Pick each line that has "genesis" out of the records.

(Collected data entries)
◇ ◇ ◇ ◇ ◇
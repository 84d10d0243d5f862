use std::{
    fs,
    path::{Path, PathBuf},
};

use anyhow::Context;
use clap::{Parser, Subcommand};
use rand::rngs::OsRng;
use tracing::info;

use collateral_loan::{
    config::LoanConfig,
    contracts::CollateralizedLoan,
    ledger::format_units,
    logging,
    scenario::{reference_scenario, Session, Step, StepOutcome},
    signer::Signer,
};

#[derive(Parser)]
#[command(name = "loan-cli", version, about = "Collateralized loan ledger tools")]
struct Cli {
    /// Path to a TOML config; defaults are used when omitted
    #[arg(short, long, global = true)]
    config: Option<PathBuf>,

    /// Log level, overridden by RUST_LOG
    #[arg(long, global = true)]
    log_level: Option<String>,

    /// Emit logs as JSON
    #[arg(long, global = true)]
    log_json: bool,

    #[command(subcommand)]
    command: Command,
}

#[derive(Subcommand)]
enum Command {
    /// Deploy a fresh contract and print its address
    Deploy {
        /// Deployer account, overrides genesis.deployer
        #[arg(long)]
        deployer: Option<String>,
    },
    /// Generate an ed25519 party key and its account address
    Keygen {
        #[arg(long)]
        out_dir: PathBuf,
    },
    /// Run the reference request/fund/repay/claim walk-through
    Demo {
        /// Skip the final ledger snapshot
        #[arg(long)]
        quiet: bool,
    },
    /// Run a JSON script of steps against a fresh ledger
    Run {
        script: PathBuf,
        /// Exit with an error if any step fails
        #[arg(long)]
        strict: bool,
        #[arg(long)]
        quiet: bool,
    },
}

fn load_config(path: Option<&Path>) -> anyhow::Result<LoanConfig> {
    match path {
        Some(path) => LoanConfig::load(path)
            .with_context(|| format!("loading config {}", path.display())),
        None => Ok(LoanConfig::default()),
    }
}

fn deploy_cmd(config: &LoanConfig, deployer: Option<String>) -> anyhow::Result<()> {
    println!("Starting deployment...");
    let mut ledger = config.build_ledger()?;
    let deployer = deployer.unwrap_or_else(|| config.genesis.deployer.clone());
    let contract = CollateralizedLoan::deploy(&mut ledger, &deployer, config.loan_policy());
    println!("CollateralizedLoan deployed successfully");
    println!("Deployed contract address: {}", contract.address());
    Ok(())
}

fn keygen_cmd(out_dir: &Path) -> anyhow::Result<()> {
    fs::create_dir_all(out_dir)
        .with_context(|| format!("creating {}", out_dir.display()))?;
    let signer = Signer::generate(&mut OsRng);
    fs::write(out_dir.join("sk.hex"), signer.secret_hex())?;
    fs::write(out_dir.join("pk.hex"), signer.public_hex())?;
    fs::write(out_dir.join("address.txt"), signer.address())?;
    println!("keypair for {} written → {}", signer.address(), out_dir.display());
    Ok(())
}

fn print_outcomes(outcomes: &[StepOutcome]) -> anyhow::Result<()> {
    for outcome in outcomes {
        println!("{}", serde_json::to_string(outcome)?);
    }
    Ok(())
}

fn run_steps(config: &LoanConfig, steps: &[Step], quiet: bool) -> anyhow::Result<bool> {
    let mut session = Session::new(config)?;
    info!(address = session.contract.address(), steps = steps.len(), "running script");
    let outcomes = session.run(steps);
    print_outcomes(&outcomes)?;

    if !quiet {
        println!("{}", serde_json::to_string_pretty(&session.snapshot())?);
    }
    for (account, balance) in session.ledger.accounts() {
        info!(
            %account,
            available = %format_units(balance.available),
            locked = %format_units(balance.locked),
            "final balance"
        );
    }
    Ok(outcomes.iter().all(|o| o.ok))
}

fn main() -> anyhow::Result<()> {
    let cli = Cli::parse();
    let config = load_config(cli.config.as_deref())?;
    let level = cli
        .log_level
        .clone()
        .unwrap_or_else(|| config.logging.level.clone());
    logging::init(&level, cli.log_json || config.logging.json)?;

    match cli.command {
        Command::Deploy { deployer } => deploy_cmd(&config, deployer),
        Command::Keygen { out_dir } => keygen_cmd(&out_dir),
        Command::Demo { quiet } => {
            run_steps(&config, &reference_scenario(), quiet)?;
            Ok(())
        }
        Command::Run {
            script,
            strict,
            quiet,
        } => {
            let raw = fs::read_to_string(&script)
                .with_context(|| format!("reading script {}", script.display()))?;
            let steps: Vec<Step> = serde_json::from_str(&raw)
                .with_context(|| format!("parsing script {}", script.display()))?;
            let all_ok = run_steps(&config, &steps, quiet)?;
            if strict && !all_ok {
                anyhow::bail!("one or more steps failed");
            }
            Ok(())
        }
    }
}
◇ ◇ ◇ ◇ ◇
(COMPLETED TASK):
        /// Deployer account, overrides genesis.deployer
    let deployer = deployer.unwrap_or_else(|| config.genesis.deployer.clone());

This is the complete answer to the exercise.